» WHAT IS NEEDED: Repeat exactly what appears from the opening line of the listing to the line with "bounds are dropped.", inclusive.

» DATA EXTRACT:
┌────────

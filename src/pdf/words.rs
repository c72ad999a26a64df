//! Word extraction from MuPDF structured text

use mupdf::{Page, Quad, TextPageOptions};

use super::error::ExtractResult;
use super::types::{PageRect, WordBox};

/// Extract the words of a page in reading order (block, line, word).
///
/// Characters lying wholly outside the page bounds are dropped.
pub fn extract_words(page: &Page) -> ExtractResult<Vec<WordBox>> {
    let options = TextPageOptions::PRESERVE_LIGATURES | TextPageOptions::PRESERVE_WHITESPACE;
    let text_page = page.to_text_page(options)?;
    let bounds = page.bounds()?;
    let page_rect = PageRect::new(bounds.x0, bounds.y0, bounds.x1, bounds.y1);

    let mut words = Vec::new();

    for block in text_page.blocks() {
        for line in block.lines() {
            let chars = line
                .chars()
                .filter_map(|ch| ch.char().map(|c| (c, quad_bounds(&ch.quad()))));
            words.extend(group_words(clip_to_page(chars, page_rect)));
        }
    }

    Ok(words)
}

/// Keep characters that overlap the page
pub fn clip_to_page<I>(chars: I, page: PageRect) -> impl Iterator<Item = (char, PageRect)>
where
    I: IntoIterator<Item = (char, PageRect)>,
{
    chars
        .into_iter()
        .filter(move |(_, rect)| rect.intersects(&page))
}

/// Split one line's characters into words at whitespace.
///
/// Each word's box is the union of its characters' boxes.
pub fn group_words<I>(chars: I) -> Vec<WordBox>
where
    I: IntoIterator<Item = (char, PageRect)>,
{
    let mut words = Vec::new();
    let mut current: Option<(String, PageRect)> = None;

    for (c, rect) in chars {
        if c.is_whitespace() {
            if let Some((text, bounds)) = current.take() {
                words.push(WordBox::new(bounds, text));
            }
            continue;
        }

        match current.as_mut() {
            Some((text, bounds)) => {
                text.push(c);
                *bounds = bounds.union(&rect);
            }
            None => current = Some((c.to_string(), rect)),
        }
    }

    if let Some((text, bounds)) = current {
        words.push(WordBox::new(bounds, text));
    }

    words
}

/// Character bounding box from its quad
fn quad_bounds(quad: &Quad) -> PageRect {
    PageRect::new(
        quad.ul.x.min(quad.ll.x),
        quad.ul.y.min(quad.ur.y),
        quad.ur.x.max(quad.lr.x),
        quad.ll.y.max(quad.lr.y),
    )
}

└────────

» EXERCISE OUTPUT:
filename src/pdf/words.rs
repository c72ad999a26a64df
//! Word extraction from MuPDF structured text

use mupdf::{Page, Quad, TextPageOptions};

use super::error::ExtractResult;
use super::types::{PageRect, WordBox};

/// Extract the words of a page in reading order (block, line, word).
///
/// Characters lying wholly outside the page bounds are dropped.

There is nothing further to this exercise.